The current Palestinian version introduces our customers to the food, culture, and politics of Palestine. Developed in collaboration with Palestinians in Palestine and Pittsburgh, our food comes packaged in wrappers, including interviews with Palestinians on subjects ranging from culture to politics. As is to be expected, the thoughts and opinions that come through the interviews and our programming are informed by personal perspective and history. These diverse perspectives reflect a nuanced range of thought within each country and serve to instigate questioning, conversation, and debate with our customers. There are multiple levels of invitation and engagement to the project, creating a diverse and broad ecosystem of participants.

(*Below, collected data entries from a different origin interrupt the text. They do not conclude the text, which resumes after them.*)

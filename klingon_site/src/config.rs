//! Site configuration.
//!
//! Loads optional `site.toml`. Every key has a default, so an empty or
//! missing file yields the stock Learn Klingon page.
//!
//! ```toml
//! title = "Learn Klingon: Honor Your Words"
//! lang = "en"
//! asset_base = "/assets"
//!
//! [output]
//! path = "dist/index.html"
//! ```

use serde::Deserialize;
use std::path::{Path, PathBuf};
use thiserror::Error;

/// Root configuration structure
#[derive(Debug, Clone, PartialEq, Eq, Deserialize)]
#[serde(default)]
pub struct SiteConfig {
    /// Document `<title>`
    pub title: String,
    /// `<meta name="description">` content
    pub description: String,
    /// `lang` attribute of the root element
    pub lang: String,
    /// URL prefix prepended to every image file name
    pub asset_base: String,
    /// `[output]` table
    pub output: OutputConfig,
}

/// Where the rendered page is written
#[derive(Debug, Clone, PartialEq, Eq, Deserialize)]
#[serde(default)]
pub struct OutputConfig {
    /// File the rendered page is written to
    pub path: PathBuf,
}

impl Default for SiteConfig {
    fn default() -> Self {
        Self {
            title: "Learn Klingon: Honor Your Words".into(),
            description: "A futuristic Klingon language training experience blending culture, honor, and immersive lessons.".into(),
            lang: "en".into(),
            asset_base: "/assets".into(),
            output: OutputConfig::default(),
        }
    }
}

impl Default for OutputConfig {
    fn default() -> Self {
        Self {
            path: PathBuf::from("dist").join("index.html"),
        }
    }
}

/// Failure to load `site.toml`
#[derive(Debug, Error)]
pub enum ConfigError {
    /// The file exists but could not be read
    #[error("failed to read {path}")]
    Read {
        /// Config file path
        path: PathBuf,
        /// Underlying I/O error
        #[source]
        source: std::io::Error,
    },
    /// The file is not valid TOML for [`SiteConfig`]
    #[error("failed to parse {path}")]
    Parse {
        /// Config file path
        path: PathBuf,
        /// Underlying TOML error
        #[source]
        source: toml::de::Error,
    },
}

impl SiteConfig {
    /// Load config from a specific path.
    /// Returns the default config if the file doesn't exist.
    pub fn load_from_path(path: &Path) -> Result<Self, ConfigError> {
        if !path.exists() {
            tracing::debug!(path = %path.display(), "no config file, using defaults");
            return Ok(Self::default());
        }

        let content = std::fs::read_to_string(path).map_err(|source| ConfigError::Read {
            path: path.to_path_buf(),
            source,
        })?;
        Self::parse(&content).map_err(|source| ConfigError::Parse {
            path: path.to_path_buf(),
            source,
        })
    }

    /// Parse config from TOML text.
    pub fn parse(content: &str) -> Result<Self, toml::de::Error> {
        toml::from_str(content)
    }
}
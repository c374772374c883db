//! Leptos UI components for rendering the landing page.
//!
//! # Component Hierarchy
//!
//! ```text
//! PageDocument
//! └── LandingPage
//!     ├── NavBar (reads NavigationMenu)
//!     ├── Hero
//!     ├── FeaturesSection      → FeatureCard per FEATURES entry
//!     ├── ShowcaseSection      → Highlight per HIGHLIGHTS entry
//!     ├── TestimonialsSection  → TestimonialCard per TESTIMONIALS entry
//!     ├── CallToAction         → one link per STORE_LINKS entry
//!     └── Footer
//! ```
//!
//! Only `NavBar` touches the menu state. Every other component is a pure
//! projection of the catalog, and list items are keyed by their record's
//! identity field.

mod cta;
mod document;
mod features;
mod footer;
mod hero;
mod image;
mod nav;
mod showcase;
mod testimonials;

pub use cta::CallToAction;
pub use document::{LandingPage, PageDocument};
pub use features::{FeatureCard, FeaturesSection};
pub use footer::Footer;
pub use hero::Hero;
pub use image::AssetImage;
pub use nav::NavBar;
pub use showcase::ShowcaseSection;
pub use testimonials::{TestimonialCard, TestimonialsSection};

use leptos::prelude::*;

/// Eyebrow plus `<h2>` used at the top of each content section.
///
/// `heading_id` is the target of the section's `aria-labelledby`.
#[component]
pub fn SectionHeading(
    /// Small caps line above the heading
    eyebrow: &'static str,
    /// `id` of the `<h2>`
    heading_id: &'static str,
    /// Heading text
    title: &'static str,
) -> impl IntoView {
    view! {
        <div class="section-heading">
            <span>{eyebrow}</span>
            <h2 id=heading_id>{title}</h2>
        </div>
    }
}
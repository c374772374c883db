//! Image element with explicit intrinsic dimensions.

use crate::catalog::ImageAsset;
use leptos::prelude::*;

/// Renders an `<img>` for a catalog asset.
///
/// # Props
///
/// * `asset` - File name and pixel dimensions
/// * `asset_base` - URL prefix from the site config
/// * `alt` - Alternative text
/// * `class` - Additional CSS classes (default: "")
/// * `lazy` - Defer loading until near the viewport (default: false)
#[component]
pub fn AssetImage(
    /// File name and pixel dimensions
    asset: ImageAsset,
    /// URL prefix from the site config
    #[prop(into)]
    asset_base: String,
    /// Alternative text
    alt: &'static str,
    /// Additional CSS class names
    #[prop(default = "")]
    class: &'static str,
    /// Defer loading until near the viewport
    #[prop(default = false)]
    lazy: bool,
) -> impl IntoView {
    let src = asset.url(&asset_base);
    let loading = if lazy { "lazy" } else { "eager" };

    view! {
        <img
            class=class
            src=src
            alt=alt
            width=asset.width.to_string()
            height=asset.height.to_string()
            loading=loading
            decoding="async"
        />
    }
}
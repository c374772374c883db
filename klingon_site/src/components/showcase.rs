//! App showcase panel.

use super::{AssetImage, SectionHeading};
use crate::catalog::{HIGHLIGHTS, HighlightRecord, SHOWCASE_IMAGE};
use leptos::prelude::*;

/// The `#showcase` landmark: intro copy, keyed highlights, and the mockup.
#[component]
pub fn ShowcaseSection(
    /// URL prefix for image files
    #[prop(into)]
    asset_base: String,
) -> impl IntoView {
    view! {
        <section id="showcase" class="section" aria-labelledby="showcase-heading">
            <SectionHeading
                eyebrow="PADD Interface"
                heading_id="showcase-heading"
                title="Designed for Warriors, Forged for Precision"
            />
            <div class="showcase">
                <div class="showcase-text">
                    <p>
                        "The Learn Klingon PADD interface delivers layered mission briefings, dialect trees, "
                        "and biometric feedback in one battle-ready console. Navigate lessons, track honor "
                        "ranks, and command instant translation with a single tap."
                    </p>
                    <div class="showcase-highlights">
                        <For
                            each=move || HIGHLIGHTS.clone()
                            key=|highlight: &HighlightRecord| highlight.label
                            let:highlight
                        >
                            <div class="highlight">
                                <strong>{highlight.label}</strong>
                                <span>{highlight.detail}</span>
                            </div>
                        </For>
                    </div>
                </div>
                <AssetImage
                    asset=SHOWCASE_IMAGE
                    asset_base=asset_base
                    alt="Mockup of the Learn Klingon app displayed on a Klingon PADD"
                    lazy=true
                />
            </div>
        </section>
    }
}
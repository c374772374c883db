//! Mobile navigation menu state.
//!
//! The menu is the page's only piece of interactive state. [`MenuState`]
//! holds the transition table as pure functions. [`NavigationMenu`] owns the
//! reactive signal that views read, and it is the only thing that writes to
//! that signal.
//!
//! ```text
//!   from     toggle   close
//!   Closed   Open     Closed
//!   Open     Closed   Closed
//! ```

use leptos::prelude::*;

/// DOM id of the collapsible link list, referenced by `aria-controls`.
pub const MENU_ID: &str = "primary-navigation";

/// Open/closed state of the mobile navigation.
#[derive(Clone, Copy, Debug, Default, PartialEq, Eq, Hash)]
pub enum MenuState {
    /// Link list collapsed. The initial state.
    #[default]
    Closed,
    /// Link list expanded
    Open,
}

impl MenuState {
    /// The state after a toggle.
    pub const fn toggled(self) -> Self {
        match self {
            Self::Closed => Self::Open,
            Self::Open => Self::Closed,
        }
    }

    /// The state after a close. Always `Closed`.
    pub const fn closed(self) -> Self {
        Self::Closed
    }

    /// Whether the link list is expanded.
    pub const fn is_open(self) -> bool {
        matches!(self, Self::Open)
    }

    /// Value for the toggle control's `aria-expanded` attribute.
    pub const fn aria_expanded(self) -> &'static str {
        if self.is_open() { "true" } else { "false" }
    }
}

/// In-page destinations reachable from the header navigation.
#[derive(Clone, Copy, Debug, PartialEq, Eq, Hash)]
pub enum NavLink {
    /// `#features`
    Features,
    /// `#showcase`
    Showcase,
    /// `#testimonials`
    Testimonials,
    /// The call-to-action link next to the menu
    Download,
}

impl NavLink {
    /// Links shown inside the collapsible list, in display order.
    pub const MENU: [NavLink; 3] = [NavLink::Features, NavLink::Showcase, NavLink::Testimonials];

    /// Anchor of the landmark this link jumps to.
    pub const fn href(self) -> &'static str {
        match self {
            Self::Features => "#features",
            Self::Showcase => "#showcase",
            Self::Testimonials => "#testimonials",
            Self::Download => "#download",
        }
    }

    /// Short label used in the header.
    pub const fn menu_label(self) -> &'static str {
        match self {
            Self::Features => "Features",
            Self::Showcase => "App",
            Self::Testimonials => "Honor",
            Self::Download => "Begin",
        }
    }

    /// Descriptive label used in the footer.
    pub const fn footer_label(self) -> &'static str {
        match self {
            Self::Features => "Features",
            Self::Showcase => "Showcase",
            Self::Testimonials => "Testimonials",
            Self::Download => "Download",
        }
    }
}

/// Handle to the menu's reactive state.
///
/// The handle is `Copy`, so event closures can capture it by value. The
/// signal is private. Only [`toggle`](Self::toggle), [`close`](Self::close),
/// and [`activate`](Self::activate) change it.
#[derive(Clone, Copy, Debug)]
pub struct NavigationMenu {
    state: RwSignal<MenuState>,
}

impl Default for NavigationMenu {
    fn default() -> Self {
        Self::new()
    }
}

impl NavigationMenu {
    /// A new menu, starting closed.
    pub fn new() -> Self {
        Self::with_state(MenuState::Closed)
    }

    /// A menu in the given state, for rendering a particular snapshot.
    pub fn with_state(state: MenuState) -> Self {
        Self {
            state: RwSignal::new(state),
        }
    }

    /// Current state. Tracked when read inside a reactive closure.
    pub fn state(&self) -> MenuState {
        self.state.get()
    }

    /// Whether the menu is open. Tracked like [`state`](Self::state).
    pub fn is_open(&self) -> bool {
        self.state().is_open()
    }

    /// Flip between open and closed.
    pub fn toggle(&self) {
        self.state.update(|state| *state = state.toggled());
        tracing::debug!(state = ?self.state.get_untracked(), "menu toggled");
    }

    /// Collapse the menu. Idempotent.
    pub fn close(&self) {
        if self.state.get_untracked().is_open() {
            self.state.set(MenuState::Closed);
            tracing::debug!("menu closed");
        }
    }

    /// Follow a navigation link: collapse the menu and return the anchor
    /// the browser should scroll to.
    pub fn activate(&self, link: NavLink) -> &'static str {
        self.close();
        link.href()
    }
}
//! Hero banner.

use super::AssetImage;
use crate::catalog::HERO_IMAGE;
use leptos::prelude::*;

/// Headline, pitch, primary button, and hero artwork.
#[component]
pub fn Hero(
    /// URL prefix for image files
    #[prop(into)]
    asset_base: String,
) -> impl IntoView {
    view! {
        <section class="hero" aria-labelledby="hero-heading">
            <div class="hero-content">
                <span class="eyebrow">"Honor Your Words"</span>
                <h1 id="hero-heading" class="hero-title">
                    "Qapla'! Master the Klingon Tongue."
                </h1>
                <p class="hero-subtitle">
                    "Unlock the secrets of Klingon culture through language. Train your voice, honor your "
                    "lineage, and command respect across the quadrant."
                </p>
                <div class="hero-actions">
                    <a class="primary-button" href="#features">
                        "Begin Your Training"
                    </a>
                </div>
            </div>

            <div class="hero-image-wrapper">
                <span class="logo-badge">"Honor Grade AI"</span>
                <AssetImage
                    asset=HERO_IMAGE
                    asset_base=asset_base
                    alt="Stylized Klingon warrior with the Learn Klingon emblem"
                />
            </div>
        </section>
    }
}
//! Testimonials list.

use super::{AssetImage, SectionHeading};
use crate::catalog::{TESTIMONIALS, TestimonialRecord};
use leptos::prelude::*;

/// The `#testimonials` landmark: one card per [`TESTIMONIALS`] entry, keyed by name.
#[component]
pub fn TestimonialsSection(
    /// URL prefix for image files
    #[prop(into)]
    asset_base: String,
) -> impl IntoView {
    view! {
        <section id="testimonials" class="section" aria-labelledby="testimonials-heading">
            <SectionHeading
                eyebrow="Honor Guard"
                heading_id="testimonials-heading"
                title="Voices From the Empire"
            />
            <div class="testimonials">
                <For
                    each=move || {
                        TESTIMONIALS
                            .clone()
                            .map(|testimonial| (testimonial, asset_base.clone()))
                    }
                    key=|(testimonial, _): &(TestimonialRecord, String)| testimonial.name
                    let:card
                >
                    <TestimonialCard testimonial={card.0} asset_base={card.1} />
                </For>
            </div>
        </section>
    }
}

/// A single testimonial: portrait, quote, name, and role.
#[component]
pub fn TestimonialCard(
    /// Record to render
    testimonial: TestimonialRecord,
    /// URL prefix for image files
    #[prop(into)]
    asset_base: String,
) -> impl IntoView {
    view! {
        <article class="testimonial-card">
            <div class="testimonial-portrait">
                <AssetImage asset=testimonial.portrait asset_base=asset_base alt=testimonial.alt />
            </div>
            <p class="testimonial-quote">{testimonial.quote}</p>
            <div>
                <p class="testimonial-name">{testimonial.name}</p>
                <p class="testimonial-title">{testimonial.role}</p>
            </div>
        </article>
    }
}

Operating seven days a week in the middle of the city, Conflict Kitchen uses the social relations of food and economic exchange to engage the general public in discussions about countries, cultures, and people that they might know little about outside of the polarising rhetoric of governmental politics and the narrow lens of media headlines. In addition, the restaurant creates a constantly changing site for ethnic diversity in the post-industrial city of Pittsburgh, as it has presented the only Iranian, Afghan, Venezuelan, North Korean and Palestinian restaurants the city has ever seen.
About the artist
Conflict Kitchen co-directors Jon Rubin and Dawn Weleski have collaboratively produced works internationally at The Mercosul Biennial, Brazil; Anyang Public Art Project, South Korea; Festival Belluard Bollwerk International, Switzerland. The work has been highlighted by over 600 news and media outlets worldwide, including Al Jazeera, BBC News, PBS Frontline, and The Washington Post. Conflict Kitchen is a finalist for the 2nd annual International Award for Public Art.